INPUT RECORDS
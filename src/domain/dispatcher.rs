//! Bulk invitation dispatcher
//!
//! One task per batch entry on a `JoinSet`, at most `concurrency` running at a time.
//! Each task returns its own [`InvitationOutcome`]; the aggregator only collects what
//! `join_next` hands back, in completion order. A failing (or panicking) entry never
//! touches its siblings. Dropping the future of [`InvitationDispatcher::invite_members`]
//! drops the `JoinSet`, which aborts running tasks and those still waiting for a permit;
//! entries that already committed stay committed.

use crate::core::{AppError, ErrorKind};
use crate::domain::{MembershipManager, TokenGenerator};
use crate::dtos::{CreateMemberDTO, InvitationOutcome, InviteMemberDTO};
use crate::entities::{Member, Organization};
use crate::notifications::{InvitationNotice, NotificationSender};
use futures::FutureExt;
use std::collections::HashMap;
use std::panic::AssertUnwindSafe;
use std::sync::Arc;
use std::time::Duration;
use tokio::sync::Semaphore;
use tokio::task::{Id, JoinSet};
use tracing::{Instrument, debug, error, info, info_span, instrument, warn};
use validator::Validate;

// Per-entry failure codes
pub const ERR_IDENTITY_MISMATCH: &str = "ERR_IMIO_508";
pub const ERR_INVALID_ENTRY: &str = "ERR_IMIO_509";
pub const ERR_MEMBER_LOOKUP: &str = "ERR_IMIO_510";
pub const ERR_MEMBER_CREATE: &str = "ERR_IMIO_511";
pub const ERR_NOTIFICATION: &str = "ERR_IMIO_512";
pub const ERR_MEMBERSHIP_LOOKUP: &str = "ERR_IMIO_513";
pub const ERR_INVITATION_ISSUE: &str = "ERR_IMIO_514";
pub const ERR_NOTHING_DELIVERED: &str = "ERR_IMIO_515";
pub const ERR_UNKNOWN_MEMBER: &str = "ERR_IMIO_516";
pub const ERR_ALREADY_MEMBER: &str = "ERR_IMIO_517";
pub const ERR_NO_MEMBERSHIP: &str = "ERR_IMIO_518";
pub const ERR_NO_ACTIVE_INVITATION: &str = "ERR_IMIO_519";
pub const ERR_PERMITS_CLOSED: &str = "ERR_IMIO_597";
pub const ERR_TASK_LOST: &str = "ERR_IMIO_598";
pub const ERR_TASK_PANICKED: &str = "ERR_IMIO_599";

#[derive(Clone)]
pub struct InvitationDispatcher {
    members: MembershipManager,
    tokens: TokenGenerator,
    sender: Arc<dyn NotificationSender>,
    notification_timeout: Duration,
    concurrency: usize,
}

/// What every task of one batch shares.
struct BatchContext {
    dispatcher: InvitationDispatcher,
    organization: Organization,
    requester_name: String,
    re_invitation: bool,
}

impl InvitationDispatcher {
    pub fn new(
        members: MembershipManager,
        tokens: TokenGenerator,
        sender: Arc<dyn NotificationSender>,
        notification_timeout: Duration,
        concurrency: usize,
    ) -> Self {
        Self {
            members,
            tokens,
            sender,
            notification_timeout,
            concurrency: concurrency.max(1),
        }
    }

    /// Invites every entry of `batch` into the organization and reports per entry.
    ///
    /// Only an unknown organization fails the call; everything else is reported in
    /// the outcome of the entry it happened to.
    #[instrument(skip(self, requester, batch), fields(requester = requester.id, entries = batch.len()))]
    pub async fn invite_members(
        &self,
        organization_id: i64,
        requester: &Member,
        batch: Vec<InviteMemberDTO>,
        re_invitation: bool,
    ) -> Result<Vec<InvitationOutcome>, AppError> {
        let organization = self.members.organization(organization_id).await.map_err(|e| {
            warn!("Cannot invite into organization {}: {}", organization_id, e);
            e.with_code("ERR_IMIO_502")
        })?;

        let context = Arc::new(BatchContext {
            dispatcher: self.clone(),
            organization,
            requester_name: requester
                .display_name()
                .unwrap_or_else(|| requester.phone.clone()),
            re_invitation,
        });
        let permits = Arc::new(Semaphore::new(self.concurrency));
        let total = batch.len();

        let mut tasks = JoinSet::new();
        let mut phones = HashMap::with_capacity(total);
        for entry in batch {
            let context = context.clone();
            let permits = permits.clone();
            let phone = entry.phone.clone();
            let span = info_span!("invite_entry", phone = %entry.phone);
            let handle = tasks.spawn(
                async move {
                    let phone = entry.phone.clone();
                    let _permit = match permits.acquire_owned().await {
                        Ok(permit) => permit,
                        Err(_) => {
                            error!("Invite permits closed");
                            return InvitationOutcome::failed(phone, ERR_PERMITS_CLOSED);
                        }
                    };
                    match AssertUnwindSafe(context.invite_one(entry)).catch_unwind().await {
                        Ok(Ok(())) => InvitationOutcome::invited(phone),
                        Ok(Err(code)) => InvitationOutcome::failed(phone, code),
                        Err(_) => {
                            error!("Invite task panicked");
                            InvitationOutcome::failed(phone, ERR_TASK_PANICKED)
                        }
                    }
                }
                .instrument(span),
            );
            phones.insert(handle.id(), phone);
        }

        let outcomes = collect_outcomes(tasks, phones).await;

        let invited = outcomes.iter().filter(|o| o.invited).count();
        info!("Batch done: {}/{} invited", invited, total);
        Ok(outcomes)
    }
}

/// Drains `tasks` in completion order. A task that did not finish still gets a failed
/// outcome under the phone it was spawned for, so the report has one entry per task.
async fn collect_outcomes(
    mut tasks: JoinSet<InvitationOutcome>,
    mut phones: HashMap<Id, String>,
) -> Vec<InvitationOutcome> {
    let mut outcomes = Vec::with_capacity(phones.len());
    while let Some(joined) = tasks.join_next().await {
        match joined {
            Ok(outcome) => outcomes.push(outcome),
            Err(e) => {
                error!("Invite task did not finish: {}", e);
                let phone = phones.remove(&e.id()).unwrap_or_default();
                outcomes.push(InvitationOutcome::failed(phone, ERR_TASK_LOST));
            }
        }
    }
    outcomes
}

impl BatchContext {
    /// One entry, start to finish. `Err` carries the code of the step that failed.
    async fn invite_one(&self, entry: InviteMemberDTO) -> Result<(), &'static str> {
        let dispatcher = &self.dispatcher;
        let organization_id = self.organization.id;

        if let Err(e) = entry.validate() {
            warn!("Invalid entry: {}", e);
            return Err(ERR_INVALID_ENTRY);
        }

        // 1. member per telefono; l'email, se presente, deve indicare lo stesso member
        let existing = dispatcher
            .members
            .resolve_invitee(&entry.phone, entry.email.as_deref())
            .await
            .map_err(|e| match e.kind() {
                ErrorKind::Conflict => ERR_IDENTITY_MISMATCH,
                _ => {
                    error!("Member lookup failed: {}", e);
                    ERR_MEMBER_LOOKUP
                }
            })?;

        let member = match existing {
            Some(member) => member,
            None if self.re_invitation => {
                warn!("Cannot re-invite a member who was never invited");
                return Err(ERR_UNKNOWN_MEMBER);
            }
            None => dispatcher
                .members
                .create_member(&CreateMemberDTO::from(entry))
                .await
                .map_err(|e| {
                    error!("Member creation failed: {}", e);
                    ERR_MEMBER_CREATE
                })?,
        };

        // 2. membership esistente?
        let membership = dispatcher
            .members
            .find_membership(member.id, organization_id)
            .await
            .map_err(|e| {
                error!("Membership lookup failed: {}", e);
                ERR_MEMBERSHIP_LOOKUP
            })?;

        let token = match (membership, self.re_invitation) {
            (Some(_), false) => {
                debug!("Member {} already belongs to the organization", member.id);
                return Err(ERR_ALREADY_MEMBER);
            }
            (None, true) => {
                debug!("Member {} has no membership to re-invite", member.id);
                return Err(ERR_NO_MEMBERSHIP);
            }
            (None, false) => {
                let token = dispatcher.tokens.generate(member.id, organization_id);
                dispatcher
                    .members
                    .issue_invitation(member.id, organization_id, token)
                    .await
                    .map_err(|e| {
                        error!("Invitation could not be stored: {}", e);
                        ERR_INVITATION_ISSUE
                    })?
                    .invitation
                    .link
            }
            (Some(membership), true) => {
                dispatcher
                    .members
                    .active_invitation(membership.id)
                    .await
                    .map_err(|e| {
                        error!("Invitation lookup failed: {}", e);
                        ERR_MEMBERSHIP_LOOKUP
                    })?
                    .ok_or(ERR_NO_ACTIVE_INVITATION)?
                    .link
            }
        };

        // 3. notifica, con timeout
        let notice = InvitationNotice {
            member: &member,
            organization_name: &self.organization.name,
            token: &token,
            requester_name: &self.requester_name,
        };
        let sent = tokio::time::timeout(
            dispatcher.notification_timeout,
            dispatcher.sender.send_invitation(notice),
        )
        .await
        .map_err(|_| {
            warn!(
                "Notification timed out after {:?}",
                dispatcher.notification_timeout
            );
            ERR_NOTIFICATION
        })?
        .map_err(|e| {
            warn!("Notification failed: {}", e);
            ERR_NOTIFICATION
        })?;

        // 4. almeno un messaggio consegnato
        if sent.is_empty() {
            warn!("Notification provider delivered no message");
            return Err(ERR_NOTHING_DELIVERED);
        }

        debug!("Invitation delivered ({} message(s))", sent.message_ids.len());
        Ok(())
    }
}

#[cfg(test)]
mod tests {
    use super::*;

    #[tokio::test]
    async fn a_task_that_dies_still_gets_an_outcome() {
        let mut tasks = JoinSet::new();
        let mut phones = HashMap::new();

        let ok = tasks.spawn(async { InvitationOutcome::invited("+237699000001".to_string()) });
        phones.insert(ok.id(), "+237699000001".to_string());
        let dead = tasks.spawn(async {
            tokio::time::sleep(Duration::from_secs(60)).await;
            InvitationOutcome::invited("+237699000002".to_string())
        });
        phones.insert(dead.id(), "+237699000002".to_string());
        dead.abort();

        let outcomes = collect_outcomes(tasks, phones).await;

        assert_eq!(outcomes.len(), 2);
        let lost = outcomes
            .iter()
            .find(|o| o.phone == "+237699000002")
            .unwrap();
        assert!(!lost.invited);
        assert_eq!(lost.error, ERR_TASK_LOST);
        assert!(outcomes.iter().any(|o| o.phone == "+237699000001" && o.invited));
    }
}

WORK TO BE COMPLETED
Everything from the first line of the records through the line containing "only collects what" is to be set down exactly, while later lines are left out.

SOLUTION
filename src/domain/dispatcher.rs
//! Bulk invitation dispatcher
//!
//! One task per batch entry on a `JoinSet`, at most `concurrency` running at a time.
//! Each task returns its own [`InvitationOutcome`]; the aggregator only collects what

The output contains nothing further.